The time between the development of symptoms and a diagnosis can be the difference between life and death. When the cancer is detected before it spreads beyond the ovaries, nine out of ten patients survive at least five years. Unfortunately, fewer than one in five cases is caught that early. The five-year survival rate for women whose ovarian cancer isn’t detected until the advanced stages is only 30 percent.

It’s the most lethal of the gynecologic cancers, yet ovarian cancer doesn’t have the hold on most women’s health consciousness that breast cancer does—nor does it have the public awareness and funding. In 2004 (the latest year for which statistics are available), ovarian cancer research received one-fifth of the funding granted to breast cancer and a third of the allotment made to prostate cancer by the National Cancer Institute.

“Most women aren’t aware of any of this until they find out they have it,” says Kleinbaum, a controller at the Minneapolis Jewish Federation and a MOCA board member whose own diagnosis was the beginning of a personal education. “I’ve taught myself so much about this disease,” she jokes, “my doctor calls me ‘Dr. Kleinbaum.’ ”

In September 1999, six of these reluctant experts found each other through a support-group newsletter and gathered for dinner at the Good Earth restaurant in Edina. They discussed the idea of sharing their hard-earned knowledge with other women and raising public awareness along with new money for research. By the following January, they had incorporated. And in September 2000, they held their first benefit, a walk/run race that vowed “silent no more.’’

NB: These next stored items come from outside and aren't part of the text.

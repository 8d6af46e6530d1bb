mod common;

use std::sync::Arc;

use wiremock::matchers::{body_string_contains, method, path};
use wiremock::{Mock, MockServer, ResponseTemplate};

use notegrid::config::{OcrMode, ProcessOptions};
use notegrid::framework::noop_sink;
use notegrid::models::{ProcessingStatus, OUTPUT_VERSION};
use notegrid::orchestrator::{Capabilities, Orchestrator};
use notegrid::vision::VisionProvider;

use common::{blank_page, completion_body, test_config, write_temp_png, FixedOcr};

const NOTE_TEXT: &str = "## Groceries ##\n[ ] buy milk\n[x] pay rent\n@errands ::due:friday";

async fn mock_vision(server: &MockServer, layout: &str) {
    Mock::given(method("POST"))
        .and(path("/chat/completions"))
        .and(body_string_contains("total_notes"))
        .respond_with(ResponseTemplate::new(200).set_body_json(completion_body(layout)))
        .mount(server)
        .await;
    Mock::given(method("POST"))
        .and(path("/chat/completions"))
        .and(body_string_contains("Extract all text from this note region"))
        .respond_with(ResponseTemplate::new(200).set_body_json(completion_body(NOTE_TEXT)))
        .mount(server)
        .await;
}

fn orchestrator(server: &MockServer, ocr_text: &str) -> Orchestrator {
    let mut config = test_config(Some(&server.uri()));
    // Correction is exercised separately; keep the page run to vision calls.
    config.llm = None;
    let capabilities = Capabilities {
        ocr: FixedOcr::shared(ocr_text, 0.8),
        vision: Arc::new(VisionProvider::new(&config.vision)),
        completion: None,
    };
    Orchestrator::with_capabilities(&config, capabilities, noop_sink())
}

#[tokio::test]
async fn test_two_by_two_page_from_disk() {
    let server = MockServer::start().await;
    mock_vision(
        &server,
        r#"{"total_notes": 4, "layout": "2x2 grid", "notes": [{"position": 1}, {"position": 2}, {"position": 3}, {"position": 4}]}"#,
    )
    .await;

    let file = write_temp_png(&blank_page(600, 600));
    let output = orchestrator(&server, NOTE_TEXT)
        .process(file.path(), &ProcessOptions::default())
        .await
        .unwrap();

    assert_eq!(output.version, OUTPUT_VERSION);
    assert_eq!(output.notes.len(), 4);
    assert_eq!(output.summary.processing_status, ProcessingStatus::Success);
    assert_eq!(output.summary.total_notes, 4);
    assert_eq!(output.summary.total_todos, 8);

    let positions: Vec<usize> = output.notes.iter().map(|n| n.position).collect();
    assert_eq!(positions, vec![1, 2, 3, 4]);

    let first = &output.notes[0];
    assert_eq!(first.note_id, "note_001");
    assert_eq!(first.processing_details.extraction_method, "hybrid");
    assert_eq!(first.processing_details.ocr_engine, "tesseract");
    assert_eq!(first.structure.title.as_ref().map(|t| t.text.as_str()), Some("Groceries"));
    assert!(first.tags.simple_tags.contains(&"errands".to_string()));
    assert_eq!(first.tags.key_value_tags.get("due").map(String::as_str), Some("friday"));
    assert!(first.quality_metrics.overall_confidence > 0.0);
    assert!(first.quality_metrics.overall_confidence <= 1.0);
    assert_eq!(output.image_metadata.original_dimensions.width, 600);
}

#[tokio::test]
async fn test_llm_mode_single_note() {
    let server = MockServer::start().await;
    mock_vision(&server, r#"{"total_notes": 1, "layout": "single", "notes": []}"#).await;

    let file = write_temp_png(&blank_page(300, 400));
    let options = ProcessOptions {
        ocr_mode: OcrMode::Llm,
        multi_note_detection_enabled: false,
        ..ProcessOptions::default()
    };
    let output = orchestrator(&server, "should not be used")
        .process(file.path(), &options)
        .await
        .unwrap();

    assert_eq!(output.notes.len(), 1);
    let note = &output.notes[0];
    assert_eq!(note.processing_details.ocr_engine, "none");
    assert_eq!(note.processing_details.extraction_method, "vision_only");
    assert_eq!(note.text_content.raw_text, NOTE_TEXT);
    assert_eq!(note.structure.todos.len(), 2);
}

#[tokio::test]
async fn test_vision_outage_in_hybrid_mode_keeps_local_text() {
    let server = MockServer::start().await;
    Mock::given(method("POST"))
        .and(path("/chat/completions"))
        .respond_with(ResponseTemplate::new(400).set_body_string("model not found"))
        .mount(&server)
        .await;

    let file = write_temp_png(&blank_page(300, 300));
    let output = orchestrator(&server, "call the bank tomorrow")
        .process(file.path(), &ProcessOptions::default())
        .await
        .unwrap();

    assert_eq!(output.notes.len(), 1);
    let note = &output.notes[0];
    assert_eq!(note.processing_details.extraction_method, "ocr_only");
    assert!(note.text_content.raw_text.contains("call the bank"));
    assert_eq!(output.summary.processing_status, ProcessingStatus::Success);
}

#[tokio::test]
async fn test_corrupt_file_fails_with_partial_result() {
    let server = MockServer::start().await;
    let file = tempfile::Builder::new().suffix(".png").tempfile().unwrap();
    std::fs::write(file.path(), b"definitely not an image").unwrap();

    let partial = orchestrator(&server, "")
        .process(file.path(), &ProcessOptions::default())
        .await
        .unwrap_err();

    assert_eq!(partial.data["processing_status"], "failed");
    assert_eq!(partial.data["error_type"], "preprocessing");
    assert!(partial.error.is_some());
}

 “I volunteered to be treasurer—because there was no money,” recalls Susan Kushner, another board member. The group had hoped the benefit would draw about 400 participants, but twice that number showed up, many tossing envelopes containing cash and checks into Kushner’s lap. When she opened the envelopes later that day, she was shocked to discover more than $50,000 in donations. “I thought, ‘Oh, no, this is going to be the weekend we get robbed,’ but, fortunately, we found a good hiding place and were able to keep it safe until we could get it to the bank Monday morning,” she says. Of the alliance’s development, she adds, “A lot of the things we did were kind of dumb, but we didn’t know any better. We were just a bunch of housewives with ovarian cancer.”